◆ EXERCISE GOAL
Scan the records below for the line containing "on first use." and the line containing "match SessionManager::with_transport(config, transport)". Copy both, plus every line between, exactly.
(MATERIAL PROVIDED begins)
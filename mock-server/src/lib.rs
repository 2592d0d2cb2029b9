use std::collections::{BTreeMap, HashMap};
use std::convert::Infallible;
use std::time::Duration;

use axum::{
    body::Body,
    extract::{Path, Query},
    http::{header, HeaderMap, Method, StatusCode},
    response::{IntoResponse, Response},
    routing::{any, get},
    Json, Router,
};
use bytes::Bytes;
use serde::{Deserialize, Serialize};
use tokio::net::TcpListener;

/// What `/echo` saw of the request.
#[derive(Clone, Debug, Serialize, Deserialize, PartialEq, Eq)]
pub struct Echo {
    pub method: String,
    pub query: BTreeMap<String, String>,
    /// Lower-cased header names.
    pub headers: BTreeMap<String, String>,
    pub body: String,
}

#[derive(Deserialize)]
pub struct RedirectParams {
    pub to: String,
    #[serde(default = "default_redirect_status")]
    pub status: u16,
}

fn default_redirect_status() -> u16 {
    302
}

#[derive(Deserialize)]
pub struct ChunkParams {
    #[serde(default = "default_parts")]
    pub parts: usize,
}

fn default_parts() -> usize {
    3
}

#[derive(Deserialize)]
pub struct SlowParams {
    #[serde(default)]
    pub ms: u64,
}

pub fn app() -> Router {
    Router::new()
        .route("/echo", any(echo))
        .route("/status/{code}", any(status))
        .route("/redirect", any(redirect))
        .route("/chunked", get(chunked))
        .route("/slow", get(slow))
}

pub async fn run(listener: TcpListener) -> Result<(), std::io::Error> {
    axum::serve(listener, app()).await
}

async fn echo(
    method: Method,
    Query(query): Query<HashMap<String, String>>,
    headers: HeaderMap,
    body: Bytes,
) -> Json<Echo> {
    let headers = headers
        .iter()
        .map(|(k, v)| {
            (k.as_str().to_ascii_lowercase(), String::from_utf8_lossy(v.as_bytes()).into_owned())
        })
        .collect();
    Json(Echo {
        method: method.to_string(),
        query: query.into_iter().collect(),
        headers,
        body: String::from_utf8_lossy(&body).into_owned(),
    })
}

async fn status(Path(code): Path<u16>) -> Result<Response, StatusCode> {
    let status = StatusCode::from_u16(code).map_err(|_| StatusCode::BAD_REQUEST)?;
    Ok((status, [("x-status", code.to_string())], format!("status {code}")).into_response())
}

async fn redirect(Query(params): Query<RedirectParams>) -> Result<Response, StatusCode> {
    let status = StatusCode::from_u16(params.status).map_err(|_| StatusCode::BAD_REQUEST)?;
    if !status.is_redirection() {
        return Err(StatusCode::BAD_REQUEST);
    }
    Ok((status, [(header::LOCATION, params.to)], "redirecting").into_response())
}

/// Streams `part-0\n`, `part-1\n`, ... as separate body frames.
async fn chunked(Query(params): Query<ChunkParams>) -> Response {
    let frames = (0..params.parts).map(|i| Ok::<_, Infallible>(Bytes::from(format!("part-{i}\n"))));
    Body::from_stream(futures_util::stream::iter(frames)).into_response()
}

async fn slow(Query(params): Query<SlowParams>) -> &'static str {
    tokio::time::sleep(Duration::from_millis(params.ms)).await;
    "slow"
}
//! The process-wide session shared by every client.
//!
//! # Design
//! `SessionManager` owns the transport, a bounded pool of blocking I/O
//! workers and one dispatch thread. Every transport event is queued to the
//! dispatch thread in the order the worker produced it; there the registry
//! is consulted and the event is forwarded to the task's delegate. Callers
//! therefore never see a callback on their own thread, and for one task all
//! data is delivered before its completion.
//!
//! Delegates registered with `start_data_task_with_delegate` are held
//! weakly. A task whose delegate has gone away is stale: its events are
//! dropped and its transport is told to stop.
//!
//! Cancellation flips the task's atomic flag and removes its registry entry.
//! The dispatch path checks both before each delivery, so an event already
//! sitting in the queue is discarded rather than delivered.

use std::panic::{catch_unwind, AssertUnwindSafe};
use std::sync::atomic::{AtomicBool, AtomicU64, Ordering};
use std::sync::{Arc, OnceLock, Weak};
use std::time::Duration;

use parking_lot::Mutex;
use tokio::sync::{mpsc, oneshot};
use url::Url;

use crate::config::SessionConfig;
use crate::error::{ConfigError, TransportError};
use crate::http::{HttpRequest, HttpResponse, ResponseHead};
use crate::registry::{DelegateRef, TaskRegistry};
use crate::transport::{TaskEvents, Transport, UreqTransport};

pub type TaskId = u64;

static SHARED: OnceLock<SessionManager> = OnceLock::new();
static SHARED_CONFIG: OnceLock<SessionConfig> = OnceLock::new();

/// Low-level receiver of one task's transport events.
///
/// All methods run on the session's dispatch thread.
pub trait SessionDelegate: Send + Sync {
    /// Decide whether to follow a redirect. Must return promptly: the I/O
    /// worker waits for the answer.
    fn will_redirect(&self, task: TaskId, response: &ResponseHead, new_url: &Url) -> bool {
        let _ = (task, response, new_url);
        true
    }

    fn did_receive_response(&self, task: TaskId, response: &ResponseHead) {
        let _ = (task, response);
    }

    fn did_receive_data(&self, task: TaskId, data: &[u8]);

    fn did_complete(&self, task: TaskId, result: Result<(), TransportError>);
}

/// Handle to a scheduled task.
#[derive(Debug, Clone)]
pub struct DataTask {
    id: TaskId,
    cancelled: Arc<AtomicBool>,
}

impl DataTask {
    pub fn id(&self) -> TaskId {
        self.id
    }

    pub fn is_cancelled(&self) -> bool {
        self.cancelled.load(Ordering::Acquire)
    }
}

enum Event {
    Response(ResponseHead),
    Data(Vec<u8>),
    Redirect {
        response: ResponseHead,
        new_url: Url,
        reply: oneshot::Sender<bool>,
    },
    Complete(Result<(), TransportError>),
}

enum Dispatch {
    Task { task: TaskId, event: Event },
    Job(Box<dyn FnOnce() + Send>),
}

/// Shared entry point to the network.
///
/// Obtain it with [`SessionManager::shared`]; there is no public constructor.
pub struct SessionManager {
    config: SessionConfig,
    transport: Arc<dyn Transport>,
    registry: Arc<TaskRegistry>,
    dispatch: mpsc::UnboundedSender<Dispatch>,
    runtime: tokio::runtime::Runtime,
    next_id: AtomicU64,
}

impl SessionManager {
    /// The process-wide session, created on first use.
    pub fn shared() -> &'static SessionManager {
        SHARED.get_or_init(|| {
            let config = SHARED_CONFIG.get_or_init(SessionConfig::default).clone();
            let transport = Arc::new(UreqTransport::new(&config));
            match SessionManager::with_transport(config, transport) {
                Ok(session) => session,
                Err(e) => panic!("failed to start the shared HTTP session: {e}"),
            }
        })
    }

    /// Set the configuration of the shared session. Only effective before
    /// the first call to [`SessionManager::shared`].
    pub fn configure(config: SessionConfig) -> Result<(), ConfigError> {
        if SHARED.get().is_some() {
            return Err(ConfigError::AlreadyInitialized);
        }
        SHARED_CONFIG.set(config).map_err(|_| ConfigError::AlreadyInitialized)
    }

    pub(crate) fn with_transport(
        config: SessionConfig,
        transport: Arc<dyn Transport>,
    ) -> std::io::Result<Self> {
        let runtime = tokio::runtime::Builder::new_multi_thread()
            .worker_threads(1)
            .max_blocking_threads(config.max_io_threads)
            .thread_name("courier-io")
            .enable_time()
            .build()?;

        let registry = Arc::new(TaskRegistry::default());
        let (dispatch, rx) = mpsc::unbounded_channel();
        let dispatch_registry = Arc::clone(&registry);
        std::thread::Builder::new()
            .name("courier-dispatch".to_string())
            .spawn(move || run_dispatch(rx, &dispatch_registry))?;

        Ok(Self {
            config,
            transport,
            registry,
            dispatch,
            runtime,
            next_id: AtomicU64::new(1),
        })
    }

    pub fn config(&self) -> &SessionConfig {
        &self.config
    }

    /// Number of tasks currently registered.
    pub fn active_tasks(&self) -> usize {
        self.registry.len()
    }

    /// Start a task that reports once, on the dispatch thread, with the
    /// buffered response or the transport error. Redirects are followed.
    ///
    /// Returns `None` if the request cannot be scheduled.
    pub fn start_data_task<F>(&self, request: HttpRequest, completion: F) -> Option<DataTask>
    where
        F: FnOnce(Result<HttpResponse, TransportError>) + Send + 'static,
    {
        let delegate = Arc::new(CompletionDelegate::new(completion));
        self.schedule(request, DelegateRef::Owned(delegate))
    }

    /// Start a task whose events are forwarded to `delegate`, which is not
    /// retained.
    ///
    /// Returns `None` if the request cannot be scheduled.
    pub fn start_data_task_with_delegate<D>(
        &self,
        request: HttpRequest,
        delegate: &Arc<D>,
    ) -> Option<DataTask>
    where
        D: SessionDelegate + 'static,
    {
        let weak: Weak<dyn SessionDelegate> = Arc::<D>::downgrade(delegate);
        self.schedule(request, DelegateRef::Weak(weak))
    }

    pub(crate) fn start_weak(
        &self,
        request: HttpRequest,
        delegate: Weak<dyn SessionDelegate>,
    ) -> Option<DataTask> {
        self.schedule(request, DelegateRef::Weak(delegate))
    }

    /// Cancel a task. Idempotent. Events for the task that are still queued
    /// are discarded.
    ///
    /// The dispatch thread checks the flag immediately before each delegate
    /// call, so a cancel issued from inside a callback silences everything
    /// after it. A cancel from another thread can race one callback that has
    /// already passed that check; at most that callback still runs.
    /// `Client::cancel_request` has no such window because the client checks
    /// its own state under its lock before calling its delegate.
    pub fn cancel_data_task(&self, task: &DataTask) {
        if task.cancelled.swap(true, Ordering::AcqRel) {
            return;
        }
        if self.registry.remove(task.id) {
            tracing::debug!(task = task.id, "data task cancelled");
        }
    }

    /// Run `job` on the dispatch thread.
    pub(crate) fn dispatch(&self, job: impl FnOnce() + Send + 'static) {
        if self.dispatch.send(Dispatch::Job(Box::new(job))).is_err() {
            tracing::error!("dispatch thread is gone, dropping job");
        }
    }

    fn schedule(&self, request: HttpRequest, delegate: DelegateRef) -> Option<DataTask> {
        if let Err(reason) = validate(&request) {
            tracing::warn!(url = %request.url, %reason, "refusing to schedule request");
            return None;
        }

        let id = self.next_id.fetch_add(1, Ordering::Relaxed);
        let cancelled = Arc::new(AtomicBool::new(false));
        self.registry.register(id, delegate, Arc::clone(&cancelled));

        tracing::debug!(
            task = id,
            method = %request.method,
            url = %request.url,
            "starting data task"
        );

        let context = TaskContext {
            task: id,
            cancelled: Arc::clone(&cancelled),
            dispatch: self.dispatch.clone(),
            runtime: self.runtime.handle().clone(),
            redirect_timeout: self.config.redirect_decision_timeout,
        };
        let transport = Arc::clone(&self.transport);
        self.runtime.spawn_blocking(move || {
            let result = transport.execute(request, &context);
            if let Err(e) = &result {
                tracing::debug!(task = context.task, error = %e, "data task failed");
            }
            context.send(Event::Complete(result));
        });

        Some(DataTask { id, cancelled })
    }
}

fn validate(request: &HttpRequest) -> Result<(), String> {
    match request.url.scheme() {
        "http" | "https" => {}
        other => return Err(format!("unsupported scheme {other:?}")),
    }
    if request.url.host_str().is_none_or(str::is_empty) {
        return Err("missing host".to_string());
    }
    Ok(())
}

fn run_dispatch(mut rx: mpsc::UnboundedReceiver<Dispatch>, registry: &TaskRegistry) {
    while let Some(item) = rx.blocking_recv() {
        let outcome = catch_unwind(AssertUnwindSafe(|| match item {
            Dispatch::Task { task, event } => deliver(registry, task, event),
            Dispatch::Job(job) => job(),
        }));
        if outcome.is_err() {
            tracing::error!("delegate callback panicked");
        }
    }
}

fn deliver(registry: &TaskRegistry, task: TaskId, event: Event) {
    match event {
        Event::Response(head) => {
            if let Some(delegate) = registry.live(task) {
                delegate.did_receive_response(task, &head);
            }
        }
        Event::Data(chunk) => {
            if let Some(delegate) = registry.live(task) {
                delegate.did_receive_data(task, &chunk);
            }
        }
        Event::Redirect { response, new_url, reply } => {
            let allow = registry
                .live(task)
                .is_some_and(|delegate| delegate.will_redirect(task, &response, &new_url));
            let _ = reply.send(allow);
        }
        Event::Complete(result) => {
            if let Some(delegate) = registry.finish(task) {
                delegate.did_complete(task, result);
            }
        }
    }
}

/// Worker-side view of a running task.
struct TaskContext {
    task: TaskId,
    cancelled: Arc<AtomicBool>,
    dispatch: mpsc::UnboundedSender<Dispatch>,
    runtime: tokio::runtime::Handle,
    redirect_timeout: Duration,
}

impl TaskContext {
    fn send(&self, event: Event) {
        let item = Dispatch::Task { task: self.task, event };
        if self.dispatch.send(item).is_err() {
            tracing::error!(task = self.task, "dispatch thread is gone, dropping event");
        }
    }
}

impl TaskEvents for TaskContext {
    fn is_cancelled(&self) -> bool {
        self.cancelled.load(Ordering::Acquire)
    }

    fn propose_redirect(&self, response: &ResponseHead, new_url: &Url) -> bool {
        if self.is_cancelled() {
            return false;
        }
        let (reply, decision) = oneshot::channel();
        self.send(Event::Redirect {
            response: response.clone(),
            new_url: new_url.clone(),
            reply,
        });
        match self
            .runtime
            .block_on(tokio::time::timeout(self.redirect_timeout, decision))
        {
            Ok(Ok(allow)) => allow,
            Ok(Err(_)) => false,
            Err(_) => {
                tracing::warn!(
                    task = self.task,
                    url = %new_url,
                    "redirect decision timed out, rejecting"
                );
                false
            }
        }
    }

    fn response(&self, head: ResponseHead) {
        self.send(Event::Response(head));
    }

    fn data(&self, chunk: Vec<u8>) {
        tracing::trace!(task = self.task, len = chunk.len(), "received data");
        self.send(Event::Data(chunk));
    }
}

/// Adapts a completion closure to the delegate surface.
struct CompletionDelegate<F> {
    completion: Mutex<Option<F>>,
    head: Mutex<Option<ResponseHead>>,
    body: Mutex<Vec<u8>>,
}

impl<F> CompletionDelegate<F> {
    fn new(completion: F) -> Self {
        Self {
            completion: Mutex::new(Some(completion)),
            head: Mutex::new(None),
            body: Mutex::new(Vec::new()),
        }
    }
}

impl<F> SessionDelegate for CompletionDelegate<F>
where
    F: FnOnce(Result<HttpResponse, TransportError>) + Send + 'static,
{
    fn did_receive_response(&self, _task: TaskId, response: &ResponseHead) {
        *self.head.lock() = Some(response.clone());
        self.body.lock().clear();
    }

    fn did_receive_data(&self, _task: TaskId, data: &[u8]) {
        self.body.lock().extend_from_slice(data);
    }

    fn did_complete(&self, _task: TaskId, result: Result<(), TransportError>) {
        let Some(completion) = self.completion.lock().take() else {
            return;
        };
        let response = result.and_then(|()| {
            let head = self
                .head
                .lock()
                .take()
                .ok_or_else(|| {
                    TransportError::Network("completed without a response".to_string())
                })?;
            Ok(HttpResponse {
                status: head.status,
                url: head.url,
                headers: head.headers,
                body: std::mem::take(&mut *self.body.lock()),
            })
        });
        completion(response);
    }
}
(MATERIAL PROVIDED ends)
◆ OUTPUT OF THE TASK
    /// The process-wide session, created on first use.
    pub fn shared() -> &'static SessionManager {
        SHARED.get_or_init(|| {
            let config = SHARED_CONFIG.get_or_init(SessionConfig::default).clone();
            let transport = Arc::new(UreqTransport::new(&config));
            match SessionManager::with_transport(config, transport) {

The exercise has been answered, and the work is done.